** INFORMATION SHOWN follows **
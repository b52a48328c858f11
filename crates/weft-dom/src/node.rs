//! Core node representation
//!
//! `Element` is the erased backing store shared by every concrete node
//! kind; the categorical typing lives in the wrapper types (see
//! `kinds`). Children are exclusively owned: duplication deep-copies
//! the subtree and regenerates every identifier.

use serde_json::Value;

use crate::attrs::AttrMap;
use crate::script::ClientHandle;
use crate::serializer;
use crate::uid;

/// An owned child slot: either a nested element or a text fragment.
#[derive(Debug)]
pub enum Child {
    Element(Element),
    Text(Text),
}

impl Child {
    fn duplicate(&self) -> Child {
        match self {
            Child::Element(element) => Child::Element(element.duplicate()),
            Child::Text(text) => Child::Text(text.clone()),
        }
    }
}

/// A text fragment.
///
/// PCDATA is emitted verbatim; CDATA is HTML-entity-escaped at
/// serialization time. Text is not referenceable: it has no identifier
/// and never appears in the reference tracker.
#[derive(Debug, Clone)]
pub struct Text {
    content: String,
    escape: bool,
}

impl Text {
    /// Raw text, emitted verbatim.
    pub fn pcdata(content: impl Into<String>) -> Self {
        Self { content: content.into(), escape: false }
    }

    /// Escaped text: `&`, `<`, `>` and quotes become entities.
    pub fn cdata(content: impl Into<String>) -> Self {
        Self { content: content.into(), escape: true }
    }

    pub fn content(&self) -> &str {
        &self.content
    }

    pub fn is_escaped(&self) -> bool {
        self.escape
    }
}

impl std::fmt::Display for Text {
    fn fmt(&self, f: &mut std::fmt::Formatter<'_>) -> std::fmt::Result {
        f.write_str(&serializer::render_text(self))
    }
}

/// Conversion of a typed node into an owned child slot.
pub trait IntoChild {
    fn into_child(self) -> Child;
}

impl IntoChild for Text {
    fn into_child(self) -> Child {
        Child::Text(self)
    }
}

/// Erased element: tag, identifier, attributes, client props,
/// reference records and owned children.
#[derive(Debug)]
pub struct Element {
    tag: String,
    uid: String,
    attrs: AttrMap,
    props: Vec<(String, Value)>,
    refs: Vec<ClientHandle>,
    colored: bool,
    children: Vec<Child>,
    self_closing: bool,
}

impl Element {
    /// Create a composite element with a fresh identifier.
    pub fn new(tag: &str) -> Self {
        Self {
            uid: uid::data_id(tag),
            tag: tag.to_string(),
            attrs: AttrMap::new(),
            props: Vec::new(),
            refs: Vec::new(),
            colored: false,
            children: Vec::new(),
            self_closing: false,
        }
    }

    /// Create a self-closing element (no children, `<tag .../>`).
    pub fn leaf(tag: &str) -> Self {
        let mut element = Self::new(tag);
        element.self_closing = true;
        element
    }

    pub fn tag(&self) -> &str {
        &self.tag
    }

    pub fn uid(&self) -> &str {
        &self.uid
    }

    pub fn attrs(&self) -> &AttrMap {
        &self.attrs
    }

    pub fn attrs_mut(&mut self) -> &mut AttrMap {
        &mut self.attrs
    }

    pub fn is_self_closing(&self) -> bool {
        self.self_closing
    }

    pub fn children(&self) -> &[Child] {
        &self.children
    }

    /// Append a child, preserving insertion order.
    pub fn append_child(&mut self, child: Child) {
        if let Child::Element(element) = &child {
            tracing::trace!(
                "appending <{}> ({}) into <{}>",
                element.tag(),
                element.uid(),
                self.tag
            );
        }
        self.children.push(child);
    }

    /// Insert a child before all existing content.
    pub fn prepend_child(&mut self, child: Child) {
        self.children.insert(0, child);
    }

    /// Set an opaque client-side property, passed through verbatim
    /// into the companion script.
    pub fn set_prop(&mut self, key: impl Into<String>, value: Value) {
        let key = key.into();
        if let Some(slot) = self.props.iter_mut().find(|(name, _)| *name == key) {
            slot.1 = value;
        } else {
            self.props.push((key, value));
        }
    }

    pub fn props(&self) -> &[(String, Value)] {
        &self.props
    }

    /// Mark this element as needed client-side.
    pub fn set_colored(&mut self) {
        self.colored = true;
    }

    pub fn is_colored(&self) -> bool {
        self.colored
    }

    /// Client-side view of this element.
    pub fn handle(&self) -> ClientHandle {
        ClientHandle::new(self.uid.clone(), self.props.clone(), self.colored)
    }

    /// Explicitly record another element (and, transitively, everything
    /// it references) in this element's referenced-set. Idempotent:
    /// entries are keyed by identifier.
    pub fn record_reference(&mut self, handle: ClientHandle, transitive: Vec<ClientHandle>) {
        for entry in std::iter::once(handle).chain(transitive) {
            if !self.refs.iter().any(|known| known.uid() == entry.uid()) {
                self.refs.push(entry);
            }
        }
    }

    /// Handles of every referenceable node reachable from this element:
    /// all element descendants in document order, then explicitly
    /// recorded entries, deduplicated by identifier.
    ///
    /// Computed by walking the owned subtree, so the set stays correct
    /// no matter when descendants were colorized. Live descendant
    /// handles take precedence over recorded snapshots of the same
    /// node; explicit records only contribute nodes outside the
    /// subtree.
    pub fn referenced(&self) -> Vec<ClientHandle> {
        let mut out: Vec<ClientHandle> = Vec::new();
        self.collect_descendants(&mut out);
        self.collect_records(&mut out);
        out
    }

    fn collect_descendants(&self, out: &mut Vec<ClientHandle>) {
        for child in &self.children {
            if let Child::Element(element) = child {
                push_unique(out, element.handle());
                element.collect_descendants(out);
            }
        }
    }

    fn collect_records(&self, out: &mut Vec<ClientHandle>) {
        for entry in &self.refs {
            push_unique(out, entry.clone());
        }
        for child in &self.children {
            if let Child::Element(element) = child {
                element.collect_records(out);
            }
        }
    }

    /// Deep copy of this element and its subtree, with a fresh
    /// identifier for every copied element. The original is untouched.
    pub fn duplicate(&self) -> Element {
        Element {
            uid: uid::data_id(&self.tag),
            tag: self.tag.clone(),
            attrs: self.attrs.clone(),
            props: self.props.clone(),
            refs: self.refs.clone(),
            colored: self.colored,
            children: self.children.iter().map(Child::duplicate).collect(),
            self_closing: self.self_closing,
        }
    }
}

fn push_unique(out: &mut Vec<ClientHandle>, entry: ClientHandle) {
    if !out.iter().any(|known| known.uid() == entry.uid()) {
        out.push(entry);
    }
}

/// Common surface of every concrete node kind: attribute mutation,
/// identifier access, reference tracking, duplication and rendering.
///
/// Consuming methods (`attr`, `flag`, `prop`, `colorize`) chain during
/// construction; the `set_*`/`remove_*` forms mutate in place.
pub trait Markup: Sized {
    fn element(&self) -> &Element;
    fn element_mut(&mut self) -> &mut Element;
    fn from_element(element: Element) -> Self;

    fn tag(&self) -> &str {
        self.element().tag()
    }

    fn uid(&self) -> &str {
        self.element().uid()
    }

    /// Set an attribute, replacing any previous value (chaining form).
    fn attr(mut self, key: impl Into<String>, value: impl Into<String>) -> Self {
        self.element_mut().attrs_mut().set_attribute(key, value);
        self
    }

    /// Merge an attribute value, space-separated (chaining form).
    fn merge_attr(mut self, key: impl Into<String>, value: impl Into<String>) -> Self {
        self.element_mut().attrs_mut().merge_attribute(key, value);
        self
    }

    /// Set a valueless attribute (chaining form).
    fn flag(mut self, key: impl Into<String>) -> Self {
        self.element_mut().attrs_mut().set_flag(key);
        self
    }

    /// Set a client-side property (chaining form).
    fn prop(mut self, key: impl Into<String>, value: impl Into<Value>) -> Self {
        self.element_mut().set_prop(key, value.into());
        self
    }

    /// Mark the node as needed client-side (chaining form).
    fn colorize(mut self) -> Self {
        self.element_mut().set_colored();
        self
    }

    fn set_attribute(&mut self, key: impl Into<String>, value: impl Into<String>) {
        self.element_mut().attrs_mut().set_attribute(key, value);
    }

    fn merge_attribute(&mut self, key: impl Into<String>, value: impl Into<String>) {
        self.element_mut().attrs_mut().merge_attribute(key, value);
    }

    fn set_flag(&mut self, key: impl Into<String>) {
        self.element_mut().attrs_mut().set_flag(key);
    }

    fn remove_attributes(&mut self, keys: &[&str]) {
        self.element_mut().attrs_mut().remove_attributes(keys);
    }

    fn get_attribute(&self, key: &str) -> Option<&str> {
        self.element().attrs().get_attribute(key)
    }

    fn has_flag(&self, key: &str) -> bool {
        self.element().attrs().has_flag(key)
    }

    fn is_colored(&self) -> bool {
        self.element().is_colored()
    }

    /// Record another node in this node's referenced-set, absorbing
    /// everything it references in turn. Text cannot be passed here:
    /// only element-backed kinds implement [`Markup`].
    fn reference(&mut self, node: &impl Markup) {
        let transitive = node.element().referenced();
        let handle = node.element().handle();
        self.element_mut().record_reference(handle, transitive);
    }

    /// Handles of every referenceable node reachable from this node.
    fn referenced(&self) -> Vec<ClientHandle> {
        self.element().referenced()
    }

    /// Deep copy with fresh identifiers throughout the subtree.
    fn duplicate(&self) -> Self {
        Self::from_element(self.element().duplicate())
    }

    /// Serialize this node and its subtree to markup.
    fn to_html(&self) -> String {
        serializer::render_node(self.element())
    }
}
** End of INFORMATION SHOWN **
ABOUT THIS EXERCISE:
Copy the records above faithfully. Begin at their first line, end at the line containing "use serde_json::Value;", and include nothing else.

TASK RESULT:
repository b52a48328c858f11
filename crates/weft-dom/src/node.rs
//! Core node representation
//!
//! `Element` is the erased backing store shared by every concrete node
//! kind; the categorical typing lives in the wrapper types (see
//! `kinds`). Children are exclusively owned: duplication deep-copies
//! the subtree and regenerates every identifier.

use serde_json::Value;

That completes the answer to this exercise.